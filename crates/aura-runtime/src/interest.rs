//! Interest directory seam
//!
//! Interest tags belong to the external user store, not to the proximity
//! core: the occupancy index owns no user metadata. The service only needs
//! one question answered - "which tags does this user have" - so that is
//! the whole trait.

use std::collections::{HashMap, HashSet};

use parking_lot::RwLock;

use aura_core::UserId;

/// Read-only view of users' interest tags, supplied by the application
pub trait InterestDirectory: Send + Sync {
    fn interests_of(&self, user: UserId) -> Option<HashSet<String>>;
}

/// In-memory directory for tests, demos, and single-process deployments
#[derive(Default)]
pub struct InMemoryInterests {
    inner: RwLock<HashMap<UserId, HashSet<String>>>,
}

impl InMemoryInterests {
    pub fn new() -> Self {
        Self::default()
    }

    pub fn set<I, S>(&self, user: UserId, interests: I)
    where
        I: IntoIterator<Item = S>,
        S: Into<String>,
    {
        let tags: HashSet<String> = interests.into_iter().map(Into::into).collect();
        self.inner.write().insert(user, tags);
    }

    pub fn clear(&self, user: UserId) {
        self.inner.write().remove(&user);
    }
}

impl InterestDirectory for InMemoryInterests {
    fn interests_of(&self, user: UserId) -> Option<HashSet<String>> {
        self.inner.read().get(&user).cloned()
    }
}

+===+

Beginning at the line with "to the proximity", write out each line exactly as it stands until the listing ends, and add nothing.

//! Interest tags belong to the external user store, not to the proximity
//! core: the occupancy index owns no user metadata. The service only needs
//! one question answered - "which tags does this user have" - so that is
//! the whole trait.

use std::collections::{HashMap, HashSet};

use parking_lot::RwLock;

use aura_core::UserId;

/// Read-only view of users' interest tags, supplied by the application
pub trait InterestDirectory: Send + Sync {
    fn interests_of(&self, user: UserId) -> Option<HashSet<String>>;
}

/// In-memory directory for tests, demos, and single-process deployments
#[derive(Default)]
pub struct InMemoryInterests {
    inner: RwLock<HashMap<UserId, HashSet<String>>>,
}

impl InMemoryInterests {
    pub fn new() -> Self {
        Self::default()
    }

    pub fn set<I, S>(&self, user: UserId, interests: I)
    where
        I: IntoIterator<Item = S>,
        S: Into<String>,
    {
        let tags: HashSet<String> = interests.into_iter().map(Into::into).collect();
        self.inner.write().insert(user, tags);
    }

    pub fn clear(&self, user: UserId) {
        self.inner.write().remove(&user);
    }
}

impl InterestDirectory for InMemoryInterests {
    fn interests_of(&self, user: UserId) -> Option<HashSet<String>> {
        self.inner.read().get(&user).cloned()
    }
}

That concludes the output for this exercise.